En 2023, il arrête les lentilles et le petit épeautre. Cette année, il ne produira plus du tout de pois chiche. Désormais, son objectif est d’écouler les stocks. « Avec le recul, je me dis que tout cela m’a demandé énormément de travail pour une valorisation pas si exceptionnelle », estime l’agriculteur. Heureusement, il n’a pas eu à engager de coûts de production exorbitants. « Il y avait déjà un trieur sur la ferme car mon père produisait ses semences, j’étais donc autonome pour trier et conditionner les graines. »
Retenue collinaire
Aujourd’hui, Benjamin cultive à nouveau du tournesol semences, mais avec des contrats en bio. « C’est la meilleure marge de l’exploitation, avec un chiffre d’affaires d’environ 5 000 €/ha et très peu de charges. » Il se plaît à renouer avec cette production clé de l’exploitation qu’il maîtrise techniquement. « Le seul inconvénient, c’est l’absence de sécurité de la part des semenciers qui ne proposent que des contrats à l’année en fonction de la demande mondiale. »
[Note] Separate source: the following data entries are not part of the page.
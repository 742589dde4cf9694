//! Remedy Core - domain model of the remediation orchestrator
//!
//! Everything here is synchronous and runtime-free:
//! - Component, fault and healing action vocabulary
//! - Deterministic fault classification and recovery planning
//! - Fault lifecycle state machine
//! - Hash-chained audit trail
//! - Engine configuration loaded from TOML
//!
//! # Example
//!
//! ```rust
//! use remedy_core::{Fault, FaultKind, RecoveryPlanner, RecoveryStrategy, Severity};
//!
//! let fault = Fault::new("api", FaultKind::ResourceExhaustion, Severity::Critical);
//! let planner = RecoveryPlanner::default();
//! assert_eq!(planner.plan(&fault.kind), RecoveryStrategy::ScaleUp);
//! ```

#![warn(unreachable_pub)]

pub mod audit;
pub mod classifier;
pub mod config;
pub mod error;
pub mod lifecycle;
pub mod planner;
pub mod types;

pub use audit::{AuditLog, AuditQuery};
pub use classifier::{
    ClassifierConfig, ClassifierRule, FaultClassifier, Observation, SeverityBands, TrendConfig,
};
pub use config::{EngineConfig, MetricThreshold, RetryPolicy, StrategyTimeouts, ThresholdTable};
pub use error::{AuditError, ConfigError, LifecycleError};
pub use lifecycle::{validate_transition, FaultState, Resolution};
pub use planner::{KeywordRule, PlannerConfig, RecoveryPlanner, KEYWORD_TARGETS};
pub use types::{
    ActionId, ActionOutcome, Component, ComponentHealth, ComponentId, Evidence, Fault, FaultId,
    FaultKind, FaultSource, HealingAction, HealthSample, MetricMap, RecoveryStrategy, Severity,
    Trend,
};

/// Prelude module for common imports
pub mod prelude {
    //! Common imports for working with Remedy Core
    pub use crate::{
        ActionOutcome, AuditLog, AuditQuery, ComponentHealth, ComponentId, EngineConfig, Fault,
        FaultKind, FaultState, HealingAction, RecoveryStrategy, Severity,
    };
}

/// Version of this crate
pub const VERSION: &str = env!("CARGO_PKG_VERSION");
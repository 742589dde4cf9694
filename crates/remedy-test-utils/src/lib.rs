//! Testing utilities for the Remedy workspace
//!
//! Scripted collaborators, fixtures and small async helpers.

#![allow(missing_docs)]

use async_trait::async_trait;
use parking_lot::Mutex;
use remedy_core::{
    Component, ComponentId, EngineConfig, Fault, FaultKind, HealingAction, MetricMap, RetryPolicy,
    Severity,
};
use remedy_engine::{
    ExecutionReport, ExecutionRequest, ExecutorError, MetricsSource, NotificationSink,
    SourceError, StrategyExecutor,
};
use std::collections::{HashMap, VecDeque};
use std::sync::atomic::{AtomicUsize, Ordering};
use std::sync::Arc;
use std::time::{Duration, Instant};
use tokio::sync::Semaphore;

// ---------------------------------------------------------------------------
// Fixtures
// ---------------------------------------------------------------------------

pub fn metrics(pairs: &[(&str, f64)]) -> MetricMap {
    pairs.iter().map(|(k, v)| ((*k).to_string(), *v)).collect()
}

pub fn fault(component: &str, severity: Severity) -> Fault {
    Fault::new(component, FaultKind::ResourceExhaustion, severity)
}

pub fn fault_of(component: &str, kind: FaultKind, severity: Severity) -> Fault {
    Fault::new(component, kind, severity)
}

/// Config with millisecond backoff and timeouts suitable for tests
pub fn fast_config(components: &[&str]) -> EngineConfig {
    let mut config = EngineConfig::new()
        .with_retry(RetryPolicy {
            max_attempts: 3,
            base_delay_ms: 10,
            max_delay_ms: 100,
        })
        .with_default_timeout(Duration::from_secs(5))
        .with_monitor_interval(Duration::from_millis(20))
        .with_cancel_grace(Duration::from_millis(200));
    config.sample_timeout_ms = 200;
    for id in components {
        config = config.with_component(Component::new(*id, *id));
    }
    config
}

/// Poll `condition` every few milliseconds until it holds
///
/// # Panics
/// If the condition does not hold within `timeout`
pub async fn wait_until(timeout: Duration, mut condition: impl FnMut() -> bool) {
    let deadline = Instant::now() + timeout;
    while !condition() {
        assert!(Instant::now() < deadline, "condition not met within {timeout:?}");
        tokio::time::sleep(Duration::from_millis(2)).await;
    }
}

// ---------------------------------------------------------------------------
// Metrics source
// ---------------------------------------------------------------------------

/// Metrics source returning scripted samples. The last scripted sample for a
/// component repeats; unscripted components report no metrics.
#[derive(Debug, Default)]
pub struct ScriptedMetricsSource {
    scripts: Mutex<HashMap<ComponentId, VecDeque<Result<MetricMap, SourceError>>>>,
    calls: AtomicUsize,
}

impl ScriptedMetricsSource {
    pub fn new() -> Self {
        Self::default()
    }

    /// Replace the script with a single repeating sample
    pub fn set(&self, component: &str, metrics: MetricMap) {
        self.scripts
            .lock()
            .insert(component.into(), VecDeque::from([Ok(metrics)]));
    }

    /// Replace the script with a single repeating failure
    pub fn fail(&self, component: &str, message: &str) {
        self.scripts.lock().insert(
            component.into(),
            VecDeque::from([Err(SourceError::Unavailable(message.to_string()))]),
        );
    }

    /// Append a sample to the script
    pub fn push(&self, component: &str, sample: Result<MetricMap, SourceError>) {
        self.scripts
            .lock()
            .entry(component.into())
            .or_default()
            .push_back(sample);
    }

    pub fn calls(&self) -> usize {
        self.calls.load(Ordering::SeqCst)
    }
}

#[async_trait]
impl MetricsSource for ScriptedMetricsSource {
    async fn sample(&self, component: &ComponentId) -> Result<MetricMap, SourceError> {
        self.calls.fetch_add(1, Ordering::SeqCst);
        let mut scripts = self.scripts.lock();
        let Some(script) = scripts.get_mut(component) else {
            return Ok(MetricMap::new());
        };
        if script.len() > 1 {
            script.pop_front().unwrap_or_else(|| Ok(MetricMap::new()))
        } else {
            script.front().cloned().unwrap_or_else(|| Ok(MetricMap::new()))
        }
    }
}

// ---------------------------------------------------------------------------
// Executors
// ---------------------------------------------------------------------------

/// What a scripted executor does on one call
#[derive(Debug, Clone, PartialEq, Eq)]
pub enum Scripted {
    Succeed,
    Fail,
    Transient,
    Panic,
    /// Never returns unless cancelled
    Hang,
    /// Never returns, even when cancelled
    IgnoreCancel,
}

#[derive(Debug, Clone)]
pub struct CallRecord {
    pub component: ComponentId,
    pub fault: remedy_core::FaultId,
    pub strategy: remedy_core::RecoveryStrategy,
    pub attempt: u32,
    pub at: Instant,
}

/// Concurrency gauge shared by executors
#[derive(Debug, Default)]
pub struct Gauge {
    current: AtomicUsize,
    peak: AtomicUsize,
}

impl Gauge {
    fn enter(&self) -> GaugeGuard<'_> {
        let now = self.current.fetch_add(1, Ordering::SeqCst) + 1;
        self.peak.fetch_max(now, Ordering::SeqCst);
        GaugeGuard(self)
    }

    pub fn current(&self) -> usize {
        self.current.load(Ordering::SeqCst)
    }

    pub fn peak(&self) -> usize {
        self.peak.load(Ordering::SeqCst)
    }
}

struct GaugeGuard<'a>(&'a Gauge);

impl Drop for GaugeGuard<'_> {
    fn drop(&mut self) {
        self.0.current.fetch_sub(1, Ordering::SeqCst);
    }
}

/// Executor that plays back a script of outcomes, then succeeds
#[derive(Debug, Default)]
pub struct ScriptedExecutor {
    script: Mutex<VecDeque<Scripted>>,
    delay: Duration,
    calls: Mutex<Vec<CallRecord>>,
    gauge: Gauge,
}

impl ScriptedExecutor {
    pub fn new(script: impl IntoIterator<Item = Scripted>) -> Self {
        Self {
            script: Mutex::new(script.into_iter().collect()),
            ..Self::default()
        }
    }

    pub fn succeeding() -> Self {
        Self::default()
    }

    pub fn always(outcome: Scripted) -> Self {
        Self::new(std::iter::repeat(outcome).take(1024))
    }

    #[must_use]
    pub fn with_delay(mut self, delay: Duration) -> Self {
        self.delay = delay;
        self
    }

    pub fn calls(&self) -> Vec<CallRecord> {
        self.calls.lock().clone()
    }

    pub fn call_count(&self) -> usize {
        self.calls.lock().len()
    }

    pub fn gauge(&self) -> &Gauge {
        &self.gauge
    }
}

#[async_trait]
impl StrategyExecutor for ScriptedExecutor {
    async fn execute(&self, request: ExecutionRequest) -> Result<ExecutionReport, ExecutorError> {
        let _gauge = self.gauge.enter();
        self.calls.lock().push(CallRecord {
            component: request.fault.component.clone(),
            fault: request.fault.id,
            strategy: request.strategy,
            attempt: request.attempt,
            at: Instant::now(),
        });
        let step = self.script.lock().pop_front().unwrap_or(Scripted::Succeed);

        if !self.delay.is_zero() {
            tokio::select! {
                () = request.cancel.cancelled() => {
                    return Err(ExecutorError::Failed("cancelled".into()));
                }
                () = tokio::time::sleep(self.delay) => {}
            }
        }

        match step {
            Scripted::Succeed => Ok(ExecutionReport::new(format!(
                "{} applied to {}",
                request.strategy, request.fault.component
            ))),
            Scripted::Fail => Err(ExecutorError::Failed("scripted failure".into())),
            Scripted::Transient => Err(ExecutorError::Transient("scripted blip".into())),
            Scripted::Panic => panic!("scripted executor panic"),
            Scripted::Hang => {
                request.cancel.cancelled().await;
                Err(ExecutorError::Failed("cancelled".into()))
            }
            Scripted::IgnoreCancel => {
                std::future::pending::<()>().await;
                Err(ExecutorError::Failed("unreachable".into()))
            }
        }
    }
}

/// Executor whose calls block until released one permit at a time
#[derive(Debug)]
pub struct GatedExecutor {
    gate: Semaphore,
    started: Mutex<Vec<ComponentId>>,
    gauge: Gauge,
}

impl Default for GatedExecutor {
    fn default() -> Self {
        Self {
            gate: Semaphore::new(0),
            started: Mutex::new(Vec::new()),
            gauge: Gauge::default(),
        }
    }
}

impl GatedExecutor {
    pub fn new() -> Self {
        Self::default()
    }

    /// Let `n` blocked calls complete successfully
    pub fn release(&self, n: usize) {
        self.gate.add_permits(n);
    }

    /// Components in the order their calls started
    pub fn started(&self) -> Vec<ComponentId> {
        self.started.lock().clone()
    }

    pub fn started_count(&self) -> usize {
        self.started.lock().len()
    }

    pub fn gauge(&self) -> &Gauge {
        &self.gauge
    }
}

#[async_trait]
impl StrategyExecutor for GatedExecutor {
    async fn execute(&self, request: ExecutionRequest) -> Result<ExecutionReport, ExecutorError> {
        let _gauge = self.gauge.enter();
        self.started.lock().push(request.fault.component.clone());

        tokio::select! {
            () = request.cancel.cancelled() => Err(ExecutorError::Failed("cancelled".into())),
            permit = self.gate.acquire() => {
                if let Ok(permit) = permit {
                    permit.forget();
                }
                Ok(ExecutionReport::new(format!("released {}", request.fault.component)))
            }
        }
    }
}

// ---------------------------------------------------------------------------
// Notification sink
// ---------------------------------------------------------------------------

/// Sink that keeps every delivered action
#[derive(Debug, Default)]
pub struct RecordingSink {
    delivered: Mutex<Vec<HealingAction>>,
}

impl RecordingSink {
    pub fn new() -> Self {
        Self::default()
    }

    pub fn delivered(&self) -> Vec<HealingAction> {
        self.delivered.lock().clone()
    }
}

impl NotificationSink for RecordingSink {
    fn notify(&self, action: &HealingAction) {
        self.delivered.lock().push(action.clone());
    }
}

/// Convenience for `Arc::new`
pub fn shared<T>(value: T) -> Arc<T> {
    Arc::new(value)
}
Depuis son installation, il a aussi développé la production de luzerne, qu’il vend en direct à des éleveurs voisins. Rentable, cette culture est aussi intéressante pour nettoyer et fertiliser les sols. Par ailleurs, elle valorise bien l’irrigation, apportée par une retenue collinaire de 18 000 m3 construite en 1991 sur la ferme. « Ce lac est d’autant plus important pour l’exploitation qu’il est aussi la condition d’obtention des contrats en tournesol semences. »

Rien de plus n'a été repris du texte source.